I had scraped my foot on a rock in the surf when snorkeling on Wednesday, and a torrential downpour had left large standing pools of water in many of the side roads on Gili Trawagnan on Thursday night. I ended up having to step in a few of them, and despite using iodine and alcohol before bed, I woke up Friday morning with the scrape a bit red and tender. So as soon as we arrived in Kuta and had a room, I headed to a clinic to have the scrape cleaned and dressed as well as receive some antibiotics. Once that was complete, we wandered the alleys a bit for dinner, followed by watching the sunset on Kuta beach. Walking back to our room, we came aross a restaurant with fire dancing to thumping techno and so stopped for dessert, then finally made a few sprints between covered alcoves when the downpour momentarily receded.
So where to go for some music? We surveyed the options and decided on first walking to Kuta’s main drag to hear if there was anything good. If not, then we’d try a place called Deejay Club that would be a very short cab ride away. If none of those panned out, we’d head to Seminyak (a much longer cab ride), the upscale version of Kuta, where The Wine Label Designer said he thought we might like.

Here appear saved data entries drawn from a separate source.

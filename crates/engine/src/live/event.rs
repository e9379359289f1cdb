//! In-match events and validation of untyped submissions.

use serde::{Deserialize, Serialize};
use serde_json::Value;

use crate::error::ValidationError;

/// Which side of a fixture an event belongs to.
#[derive(Debug, Clone, Copy, PartialEq, Eq, Hash, Serialize, Deserialize)]
#[serde(rename_all = "lowercase")]
pub enum Side {
    Home,
    Away,
}

impl Side {
    pub fn as_str(self) -> &'static str {
        match self {
            Side::Home => "home",
            Side::Away => "away",
        }
    }

    pub fn parse(s: &str) -> Option<Self> {
        match s {
            "home" => Some(Side::Home),
            "away" => Some(Side::Away),
            _ => None,
        }
    }
}

#[derive(Debug, Clone, Copy, PartialEq, Eq, Hash, Serialize, Deserialize)]
#[serde(rename_all = "snake_case")]
pub enum EventKind {
    Goal,
    YellowCard,
    RedCard,
    Substitution,
    Corner,
    Foul,
    Offside,
    PenaltyMiss,
}

impl EventKind {
    pub const ALL: [EventKind; 8] = [
        EventKind::Goal,
        EventKind::YellowCard,
        EventKind::RedCard,
        EventKind::Substitution,
        EventKind::Corner,
        EventKind::Foul,
        EventKind::Offside,
        EventKind::PenaltyMiss,
    ];

    pub fn is_goal(self) -> bool {
        self == EventKind::Goal
    }

    pub fn as_str(self) -> &'static str {
        match self {
            EventKind::Goal => "goal",
            EventKind::YellowCard => "yellow_card",
            EventKind::RedCard => "red_card",
            EventKind::Substitution => "substitution",
            EventKind::Corner => "corner",
            EventKind::Foul => "foul",
            EventKind::Offside => "offside",
            EventKind::PenaltyMiss => "penalty_miss",
        }
    }

    pub fn parse(s: &str) -> Option<Self> {
        Self::ALL.into_iter().find(|k| k.as_str() == s)
    }
}

/// Something that happened on the pitch. Immutable once recorded.
///
/// `minute` carries the match clock value at the moment of the event.
#[derive(Debug, Clone, PartialEq, Eq, Serialize, Deserialize)]
pub struct MatchEvent {
    #[serde(rename = "type")]
    pub kind: EventKind,
    pub team: Side,
    pub player: String,
    pub minute: u32,
}

impl MatchEvent {
    pub fn new(kind: EventKind, team: Side, player: impl Into<String>, minute: u32) -> Self {
        Self {
            kind,
            team,
            player: player.into(),
            minute,
        }
    }

    /// Validate an untyped submission of the shape
    /// `{"type": "goal", "team": "home", "player": "...", "minute": 12}`.
    ///
    /// Empty strings count as missing. `minute` must be a non-negative integer.
    pub fn from_json(raw: &Value) -> Result<Self, ValidationError> {
        let obj = raw.as_object().ok_or(ValidationError::NotAnObject)?;

        let kind = required_str(obj.get("type"), "type")?;
        let kind = EventKind::parse(kind).ok_or_else(|| ValidationError::UnknownKind(kind.to_string()))?;

        let team = required_str(obj.get("team"), "team")?;
        let team = Side::parse(team).ok_or_else(|| ValidationError::UnknownTeam(team.to_string()))?;

        let player = required_str(obj.get("player"), "player")?;

        let minute = match obj.get("minute") {
            None | Some(Value::Null) => return Err(ValidationError::MissingField("minute")),
            Some(value) => value
                .as_u64()
                .and_then(|m| u32::try_from(m).ok())
                .ok_or(ValidationError::MalformedField("minute"))?,
        };

        Ok(Self::new(kind, team, player, minute))
    }
}

fn required_str<'a>(value: Option<&'a Value>, field: &'static str) -> Result<&'a str, ValidationError> {
    match value {
        None | Some(Value::Null) => Err(ValidationError::MissingField(field)),
        Some(Value::String(s)) if s.trim().is_empty() => Err(ValidationError::MissingField(field)),
        Some(Value::String(s)) => Ok(s),
        Some(_) => Err(ValidationError::MalformedField(field)),
    }
}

Kuta’s strip (Jl. Legian) was a bit boring and crass – The Private Eye actually saw a guy grab a drunk girl and grope her (unwillingly); she broke it up. After that, we walked much more closely together, listened for a bit at the one place that sounded promising, and decided to move on to Deejay. After fending off an irate taxi (but not Taksi) driver who claimed nobody uses meters on Friday night (hint: if they become angry they are probably lying), we found a respectable taksi, arrived at Deejay around 12:30, and found out it didn’t open until 1. Later that night, taking with a woman with excellent English, we found out Deejay is where people go after the regular clubs, because it’s open until 11AM.

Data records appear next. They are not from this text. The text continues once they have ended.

//! Match phases and the tick-driven match clock.

use serde::{Deserialize, Serialize};

use crate::config::MAX_MATCH_DURATION;

/// One stage of a fixture's lifecycle. The order is fixed:
/// `NotStarted -> FirstHalf -> HalfTime -> SecondHalf -> ExtraTime -> FullTime -> Completed`.
#[derive(Debug, Clone, Copy, PartialEq, Eq, Hash, Default, Serialize, Deserialize)]
#[serde(rename_all = "snake_case")]
pub enum Phase {
    #[default]
    NotStarted,
    FirstHalf,
    HalfTime,
    SecondHalf,
    ExtraTime,
    FullTime,
    Completed,
}

impl Phase {
    /// The phase that must follow this one, or `None` once terminal.
    pub fn next(self) -> Option<Phase> {
        match self {
            Phase::NotStarted => Some(Phase::FirstHalf),
            Phase::FirstHalf => Some(Phase::HalfTime),
            Phase::HalfTime => Some(Phase::SecondHalf),
            Phase::SecondHalf => Some(Phase::ExtraTime),
            Phase::ExtraTime => Some(Phase::FullTime),
            Phase::FullTime => Some(Phase::Completed),
            Phase::Completed => None,
        }
    }

    pub fn is_terminal(self) -> bool {
        self == Phase::Completed
    }

    /// Stable identifier used for persistence.
    pub fn as_str(self) -> &'static str {
        match self {
            Phase::NotStarted => "not_started",
            Phase::FirstHalf => "first_half",
            Phase::HalfTime => "half_time",
            Phase::SecondHalf => "second_half",
            Phase::ExtraTime => "extra_time",
            Phase::FullTime => "full_time",
            Phase::Completed => "completed",
        }
    }

    pub fn parse(s: &str) -> Option<Self> {
        match s {
            "not_started" => Some(Phase::NotStarted),
            "first_half" => Some(Phase::FirstHalf),
            "half_time" => Some(Phase::HalfTime),
            "second_half" => Some(Phase::SecondHalf),
            "extra_time" => Some(Phase::ExtraTime),
            "full_time" => Some(Phase::FullTime),
            "completed" => Some(Phase::Completed),
            _ => None,
        }
    }

    /// Human-readable label for announcements.
    pub fn label(self) -> &'static str {
        match self {
            Phase::NotStarted => "Not Started",
            Phase::FirstHalf => "1st Half",
            Phase::HalfTime => "Half-Time",
            Phase::SecondHalf => "2nd Half",
            Phase::ExtraTime => "Extra Time",
            Phase::FullTime => "Full Time",
            Phase::Completed => "Completed",
        }
    }
}

/// What a tick means for the surrounding phase.
#[derive(Debug, Clone, Copy, PartialEq, Eq)]
pub enum ClockSignal {
    /// Keep ticking.
    Running,
    /// The first half just ended.
    HalfTime,
    /// The second half just ended.
    SecondHalfOver,
}

/// Monotonic match clock shared by both halves.
///
/// Boundaries are exact equality checks on a counter that only ever moves
/// forward by one, so each boundary fires exactly once. The second half
/// resumes from `half_length` rather than from zero.
#[derive(Debug, Clone)]
pub struct MatchClock {
    elapsed: u32,
    half_length: u32,
    full_length: u32,
}

impl MatchClock {
    /// Halves longer than [`MAX_MATCH_DURATION`] are clamped so that the
    /// second half still has an end.
    pub fn new(half_length: u32) -> Self {
        let half_length = half_length.min(MAX_MATCH_DURATION);
        Self {
            elapsed: 0,
            half_length,
            full_length: half_length * 2,
        }
    }

    pub fn elapsed(&self) -> u32 {
        self.elapsed
    }

    /// Advance by one tick and report any boundary reached.
    pub fn tick(&mut self) -> (u32, ClockSignal) {
        self.elapsed = self.elapsed.saturating_add(1);
        let signal = if self.elapsed == self.half_length {
            ClockSignal::HalfTime
        } else if self.elapsed == self.full_length {
            ClockSignal::SecondHalfOver
        } else {
            ClockSignal::Running
        };
        (self.elapsed, signal)
    }
}

#[cfg(test)]
mod tests {
    use super::*;

    #[test]
    fn phase_sequence_is_linear() {
        let mut trace = vec![];
        let mut phase = Phase::NotStarted;
        while let Some(next) = phase.next() {
            trace.push(next);
            phase = next;
        }
        assert_eq!(
            trace,
            vec![
                Phase::FirstHalf,
                Phase::HalfTime,
                Phase::SecondHalf,
                Phase::ExtraTime,
                Phase::FullTime,
                Phase::Completed,
            ]
        );
        assert!(phase.is_terminal());
    }

    #[test]
    fn clock_signals_each_boundary_once() {
        let mut clock = MatchClock::new(3);
        let signals: Vec<_> = (0..6).map(|_| clock.tick()).collect();
        assert_eq!(
            signals,
            vec![
                (1, ClockSignal::Running),
                (2, ClockSignal::Running),
                (3, ClockSignal::HalfTime),
                (4, ClockSignal::Running),
                (5, ClockSignal::Running),
                (6, ClockSignal::SecondHalfOver),
            ]
        );
    }

    #[test]
    fn longest_halves_do_not_overflow() {
        let mut clock = MatchClock::new(u32::MAX);
        assert_eq!(clock.tick(), (1, ClockSignal::Running));

        let mut clock = MatchClock::new(MAX_MATCH_DURATION);
        clock.elapsed = MAX_MATCH_DURATION - 1;
        assert_eq!(clock.tick(), (MAX_MATCH_DURATION, ClockSignal::HalfTime));
        clock.elapsed = u32::MAX - 2;
        assert_eq!(clock.tick(), (u32::MAX - 1, ClockSignal::SecondHalfOver));
    }

    #[test]
    fn persisted_names_parse_back() {
        let mut phase = Phase::NotStarted;
        loop {
            assert_eq!(Phase::parse(phase.as_str()), Some(phase));
            match phase.next() {
                Some(next) => phase = next,
                None => break,
            }
        }
    }
}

But our taksi to the airport was at 4:30AM, so we didn’t want to hang out for half an hour in a kinda dirty and quiet alley for the late club to open, given we wouldn’t be able to stay for when it would get going. So one more taksi, this time to Mint in Seminyak.
But oh, what San Francisco fools we are. You see, these are the upscale clubs. You know, the ones that successful people in their thirties go to. That means they have a dress code. Psylo shorts and a tank top don’t make the cut – sleeves at least, collars preferred, leather shoes appreciated. So we wandered around a bit, realizing the intersection of good music and would let me in was the null set. Especially frustrating given I could have worn appropriate clothes but didn’t know. After weighing our options – three more taksis to go home to change, come back, then head home, seemed like too much. And so, we San Francisco noobs, to whom dress codes are completely foreign, utterly failed to dance.
And so, 90 minutes of sleep later, now we are on the flight to Yogyakarta, which was momentarily in danger of being rerouted to Eastern Java due to fog but is now starting its descent. The guidebook says the greatest danger in Yogyakarta is slick batik salesmen who rip you off; if that’s the seamy underbelly of this town, it sounds adorable.